Le cuisinier de la Tremlays mit à la disposition de son illustre confrère ses épices et ses fourneaux. Béchameil se recueillit dix minutes ; puis, avec la précision nécessaire à toutes les grandes entreprises, il se mit résolument à l’œuvre.

La vieille Goton Rehou, femme de charge du château, qui fumait sa pipe dans un coin de la cheminée, tandis que l’intendant royal opérait, répéta souvent depuis, qu’elle n’avait de sa vie, vu un mitron si ardent à la besogne.

L’intendant royal n’avait garde de faire attention à la vieille. Il avait retroussé les manches de son habit à la française, rentré la dentelle de son jabot et rejeté sa perruque en arrière. Son rouge visage atteignait les nuances les plus vives de la pourpre, cette royale couleur que l’antiquité ne nous a point léguée. Ses yeux étaient vifs, brillants, pleins de pensée. Ses mains blanches et chargées de diamants agitaient la queue de la casserole avec une grâce indescriptible. Tout observateur impartial eût déclaré qu’il était là, plus que partout ailleurs, à sa place.

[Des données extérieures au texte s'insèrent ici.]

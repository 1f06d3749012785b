//! Central ledger of shared and thread-local state tables.
//!
//! Two modules in the same graph share a table by agreeing on a label:
//! the first `register_shared` call creates the share descriptor, later
//! calls bump its reference count and hand back the existing table.
//! After compile, `verify_sharing` demotes any share that ended up with
//! a single user so it stops paying synchronization costs.

use super::{StateTable, TableKind};
use crate::errors::TableError;
use sluice_types::log::info;
use sluice_types::parking_lot::Mutex;
use std::any::Any;
use std::sync::Arc;

struct SharedRow {
    label: String,
    kind: TableKind,
    owner: String,
    refs: u32,
    table: Arc<dyn StateTable>,
    any: Arc<dyn Any + Send + Sync>,
}

struct LocalRow {
    kind: TableKind,
    owner: String,
    table: Arc<dyn StateTable>,
}

#[derive(Default)]
struct Inner {
    shared: Vec<SharedRow>,
    local: Vec<LocalRow>,
}

/// Snapshot of one share descriptor, for reporting and tests.
#[derive(Clone, Debug)]
pub struct ShareInfo {
    pub label: String,
    pub kind: TableKind,
    pub owner: String,
    pub refs: u32,
    pub mem_used: u64,
    pub hash_seed: u32,
    pub thread_safe: bool,
}

#[derive(Default)]
pub struct TableRegistry {
    inner: Mutex<Inner>,
}

impl TableRegistry {
    pub fn new() -> Self {
        Self::default()
    }

    /// Registers (or joins) the share named `label`. `make` runs only
    /// for the first registration.
    pub fn register_shared<T, F>(
        &self,
        label: &str,
        kind: TableKind,
        owner: &str,
        make: F,
    ) -> Result<Arc<T>, TableError>
    where
        T: StateTable + 'static,
        F: FnOnce() -> Arc<T>,
    {
        let mut inner = self.inner.lock();
        if let Some(row) = inner.shared.iter_mut().find(|r| r.label == label) {
            if row.kind != kind {
                return Err(TableError::KindMismatch {
                    label: label.to_string(),
                    existing: row.kind,
                });
            }
            row.refs += 1;
            let any = row.any.clone();
            return any.downcast::<T>().map_err(|_| TableError::KindMismatch {
                label: label.to_string(),
                existing: kind,
            });
        }
        let table = make();
        inner.shared.push(SharedRow {
            label: label.to_string(),
            kind,
            owner: owner.to_string(),
            refs: 1,
            table: table.clone(),
            any: table.clone(),
        });
        Ok(table)
    }

    pub fn register_local(&self, kind: TableKind, owner: &str, table: Arc<dyn StateTable>) {
        self.inner.lock().local.push(LocalRow {
            kind,
            owner: owner.to_string(),
            table,
        });
    }

    /// Post-compile pass on the main thread: every share with a single
    /// user is demoted to a local table and its synchronization
    /// released, so an accidental "share of one" pays nothing.
    /// Returns the number of demotions.
    pub fn verify_sharing(&self) -> usize {
        let mut inner = self.inner.lock();
        info!("verifying shared state tables");
        let mut demoted = 0;
        let mut i = 0;
        while i < inner.shared.len() {
            if inner.shared[i].refs <= 1 {
                let row = inner.shared.remove(i);
                row.table.set_thread_safe(false);
                info!(
                    "demoting share `{}` ({} table from {}) to thread-local",
                    row.label, row.kind, row.owner
                );
                inner.local.push(LocalRow {
                    kind: row.kind,
                    owner: row.owner,
                    table: row.table,
                });
                demoted += 1;
            } else {
                i += 1;
            }
        }
        demoted
    }

    pub fn shared_info(&self) -> Vec<ShareInfo> {
        self.inner
            .lock()
            .shared
            .iter()
            .map(|r| ShareInfo {
                label: r.label.clone(),
                kind: r.kind,
                owner: r.owner.clone(),
                refs: r.refs,
                mem_used: r.table.mem_used(),
                hash_seed: r.table.hash_seed(),
                thread_safe: r.table.thread_safe(),
            })
            .collect()
    }

    pub fn shared_count(&self) -> usize {
        self.inner.lock().shared.len()
    }

    pub fn local_count(&self) -> usize {
        self.inner.lock().local.len()
    }

    /// Teardown report: one line per table plus its expiration count.
    /// `level` 0 is silent, matching the default CLI behavior.
    pub fn summary(&self, level: u8) {
        if level == 0 {
            return;
        }
        let inner = self.inner.lock();
        info!(
            "state tables: {} shared, {} local",
            inner.shared.len(),
            inner.local.len()
        );
        for row in &inner.shared {
            info!(
                "  shared {} `{}` owner {} refs {} mem {} seed {:#x} expired {}",
                row.kind,
                row.label,
                row.owner,
                row.refs,
                row.table.mem_used(),
                row.table.hash_seed(),
                row.table.expire_count()
            );
        }
        for row in &inner.local {
            info!(
                "  local {} owner {} mem {} seed {:#x} expired {}",
                row.kind,
                row.owner,
                row.table.mem_used(),
                row.table.hash_seed(),
                row.table.expire_count()
            );
        }
    }
}

#[cfg(test)]
mod tests {
    use super::*;
    use crate::tables::KeyTable;

    #[test]
    fn shared_rendezvous_returns_one_table() {
        let reg = TableRegistry::new();
        let a = reg
            .register_shared("counts", TableKind::ExactMatch, "count.0", || {
                Arc::new(KeyTable::new(64, 1, Some("counts".into())))
            })
            .unwrap();
        let b = reg
            .register_shared("counts", TableKind::ExactMatch, "count.1", || {
                unreachable!("second registration must reuse the table")
            })
            .unwrap();
        assert!(Arc::ptr_eq(&a, &b));
        let info = &reg.shared_info()[0];
        assert_eq!(info.refs, 2);
        assert!(info.thread_safe);
    }

    #[test]
    fn kind_mismatch_is_rejected() {
        let reg = TableRegistry::new();
        reg.register_shared("x", TableKind::ExactMatch, "a.0", || {
            Arc::new(KeyTable::new(64, 0, None))
        })
        .unwrap();
        let err = reg.register_shared::<KeyTable, _>("x", TableKind::Existence, "b.0", || {
            unreachable!()
        });
        assert!(err.is_err());
    }

    #[test]
    fn verify_sharing_demotes_single_user_shares() {
        let reg = TableRegistry::new();
        let t = reg
            .register_shared("solo", TableKind::ExactMatch, "count.0", || {
                Arc::new(KeyTable::new(64, 9, Some("solo".into())))
            })
            .unwrap();
        assert!(t.thread_safe());
        assert_eq!(reg.verify_sharing(), 1);
        assert_eq!(reg.shared_count(), 0);
        assert_eq!(reg.local_count(), 1);
        assert!(!t.thread_safe());
    }

    #[test]
    fn verify_sharing_keeps_real_shares() {
        let reg = TableRegistry::new();
        let t = reg
            .register_shared("pair", TableKind::ExactMatch, "count.0", || {
                Arc::new(KeyTable::new(64, 9, Some("pair".into())))
            })
            .unwrap();
        reg.register_shared::<KeyTable, _>("pair", TableKind::ExactMatch, "count.1", || {
            unreachable!()
        })
        .unwrap();
        assert_eq!(reg.verify_sharing(), 0);
        assert_eq!(reg.shared_count(), 1);
        assert!(t.thread_safe());
    }
}
//! Modules shipped in-tree. `bundle` and `unbundle` are required by the
//! compiler's bundle rewriting; the rest are small general-purpose
//! nodes that double as adapter exercises.

mod append;
mod bundle;
mod count;
mod seq;
mod tag;

pub use append::AppendKid;
pub use bundle::{Bundle, Unbundle};
pub use count::CountKid;
pub use seq::Seq;
pub use tag::Tag;

use crate::module::Module;
use crate::procbuffer::BufferModule;
use crate::prockeystate::KeyStateModule;
use std::sync::Arc;

pub fn builtin_modules() -> Vec<Arc<dyn Module>> {
    vec![
        Arc::new(Bundle),
        Arc::new(Unbundle),
        Arc::new(Tag),
        Arc::new(Seq),
        Arc::new(KeyStateModule::new(CountKid)),
        Arc::new(BufferModule::new(AppendKid)),
    ]
}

— Divine Alix ! murmura-t-il plus tendrement à mesure que la fumée s’élevait, plus savoureuse, vers la voûte noircie ; — vous qui possédez toutes perfections, vous devez être douée du plus délicat de tous les goûts… si vous résistez à ce turbot, je n’aurai plus… une idée de gingembre ne peut que faire du bien… je n’aurai plus qu’à mourir !

C’était la phrase consacrée en ce siècle où les amants parlaient en déplorables madrigaux et non point autrement.

Béchameil mettait une pincée de gingembre et ouvrait convulsivement ses narines pour saisir l’effet.

— Délicieux ! céleste ! disait-il ; Alix, vous êtes à moi, ma belle inhumaine ! il faudrait être une sauvage pour résister à un pareil arôme !

— C’est vrai que ça sent bon ! grommela Goton dans son coin.

Béchameil mit son binocle à l’œil et regarda du côté de la cheminée d’un air modeste et satisfait.

— N’est-ce pas, excellente vieille ? s’écria-t-il. C’est un manger d’impératrice !

— Ça doit faire un fier ragoût, c’est la vérité, répondit Goton en rallumant sa pipe avec gravité, — mais sauf respect de vous, si j’étais homme et marquis, m’est avis que j’aimerais mieux manier une épée que la queue d’une casserole.

Béchameil laissa retomber son binocle et, se détournant de dame Goton avec mépris, il rendit son âme tout entière à la pensée de la belle Alix.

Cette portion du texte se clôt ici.